Some pilgrims along the Camino in medieval times would have been aware of an anonymously written book entitled the The Cloud of Unknowing. The writer of the book speaks to his student, who is trying to discover what God wants him to do with his life. The teacher suggests that the only way to find the answer is to strip himself of all thought, to take on a ' cloud of forgetting' of all his worries, fears and planning. That, the writer says, is the only way to enter into the 'Cloud of Unknowing' where Love will show him the way.
Looking at the fog today, I thought about that book, and how for many people the Camino promises an answer to what they are looking for in the fog.

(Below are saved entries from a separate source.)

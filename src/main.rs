use std::{collections::HashMap, fs};

use clap::Parser;
use gencalc::{compile_str, compiler::render, evaluate_str};

/// gencalc is an expression calculator that can also compile
/// assignment-bearing formulas into flat statement sequences.
#[derive(Parser, Debug)]
#[command(version, about, long_about = None)]
struct Args {
    /// Tells gencalc to look at a file instead of an inline expression.
    #[arg(short, long)]
    file: bool,

    /// Emit compiled statements instead of evaluating.
    #[arg(short, long)]
    emit: bool,

    contents: String,
}

fn main() {
    let args = Args::parse();

    let script = if args.file {
        fs::read_to_string(&args.contents).unwrap_or_else(|_| {
            eprintln!("Failed to read the input file '{}'. Perhaps this file does not exist?",
                      &args.contents);
            std::process::exit(1);
        })
    } else {
        args.contents
    };

    if let Err(e) = run(&script, args.emit) {
        eprintln!("{e}");
        std::process::exit(1);
    }
}

/// Runs every non-empty line of the script through the selected backend.
///
/// Evaluation shares one binding store across lines and prints each
/// produced value; emit mode appends every line's compilation to one
/// buffer and prints the rendered program at the end.
fn run(script: &str, emit: bool) -> Result<(), Box<dyn std::error::Error>> {
    let lines = script.lines().filter(|line| !line.trim().is_empty());

    if emit {
        let mut code = Vec::new();
        for line in lines {
            compile_str(line, &mut code)?;
        }
        if !code.is_empty() {
            println!("{}", render(&code));
        }
    } else {
        let mut bindings = HashMap::new();
        for line in lines {
            if let Some(value) = evaluate_str(line, &mut bindings)? {
                println!("{value}");
            }
        }
    }

    Ok(())
}
/// Largest integer value exactly representable as an `f64` (`2^53 - 1`).
pub const MAX_SAFE_U64_INT: u64 = 9_007_199_254_740_991;

/// Safely converts an `i64` to `f64` if and only if it is exactly
/// representable.
///
/// ## Errors
/// Returns `Err(error)` if the value exceeds `MAX_SAFE_U64_INT` in
/// absolute value.
///
/// ## Parameters
/// - `value`: The integer to convert.
/// - `error`: The error to return if conversion is not lossless.
///
/// ## Returns
/// - `Ok(f64)`: The converted value if it is safe.
/// - `Err(error)`: If the value is too large.
///
/// ## Example
/// ```
/// use gencalc::util::num::{MAX_SAFE_U64_INT, i64_to_f64_checked};
///
/// // Works for safe values
/// let result = i64_to_f64_checked(42, "too big!");
/// assert_eq!(result.unwrap(), 42.0);
///
/// // Fails for values outside safe range
/// let big = MAX_SAFE_U64_INT as i64 + 1;
/// assert!(i64_to_f64_checked(big, "too big!").is_err());
/// ```
#[allow(clippy::cast_precision_loss)]
pub fn i64_to_f64_checked<E>(value: i64, error: E) -> Result<f64, E> {
    if value.unsigned_abs() > MAX_SAFE_U64_INT {
        return Err(error);
    }
    Ok(value as f64)
}
/// Parsing errors.
///
/// Defines all error types that can occur during lexing and parsing of
/// source code, plus the aggregate diagnostics gate used by the
/// string-level entry points.
pub mod parse_error;
/// Runtime errors.
///
/// Contains all error types that can be raised while evaluating a tree,
/// such as unbound variables, unknown operations, or arithmetic failures.
pub mod runtime_error;
/// Compile errors.
///
/// Contains the error types that can be raised while sequentializing a
/// tree into statements.
pub mod compile_error;

pub use compile_error::CompileError;
pub use parse_error::{ParseError, ParseFailure};
pub use runtime_error::EvalError;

Martin Sheen was in a movie about the Camino. It was called The Way. He plays a father whose son was killed in an accident shortly after beginning a Camino pilgrimage. He goes to collect the ashes of his son, but then feels he should complete the walk for his son, from whom he had been estranged. As he departs, he appears to be using the walk to deal with the estrangement and his grief. Along the way, he meets three other people who are looking for something too: a Dutch fellow who is walking the Camino to lose weight and to prevent a possible divorce from his wife; a French Canadian woman who is trying to give up smoking and deal with a broken relationship; and a writer from Ireland who is trying to overcome 'writers block'. All four are in the fog, hoping to emerge into a clearing where their issues will be resolved. But at the end of the pilgrimage, it is clear that none of them got what they thought they were looking for--but all of them got what they needed.
Today I met a friend named Carlos. He is 25, and Spanish, and he is walking the Camino like me, alone. I I encountered him along the path after the fog had finally been burned off by the sun. (No rain after all.) I could immediately tell that this was someone with a good heart: he had stopped his walk to feed a kitten who had wandered onto the Camino. I was touched by the gesture and took a picture of the two, and I think I said something and Carlos immediately responded in English. Within moments we had introduced ourselves, and after I mentioned that I was a filmmaker, he immediately launched into his favorite movie, The Great Beauty, directed by Paolo Sorrentino, a movie I also love.
That sparked even more conversation, and we walked together the rest of the way to our day's destination, Vilalba. I had tons of questions to ask him about Spain--its politics, its history, its economy, its movie and TV fare. He is a very bright guy, extremely thoughtful, and he is a good listener as well. But we also touched on some of our reasons for doing the Camino. In some ways they were not unlike the characters' reasons in The Way. Carlos is trying to figure out what he is going to do with the next phase of his life, and so am I. We're kind of walking in the cloud of unknowing, and I suspect that in some way we will both find something a little different than we expected when the fog is lifted.
I look forward to walking with him again.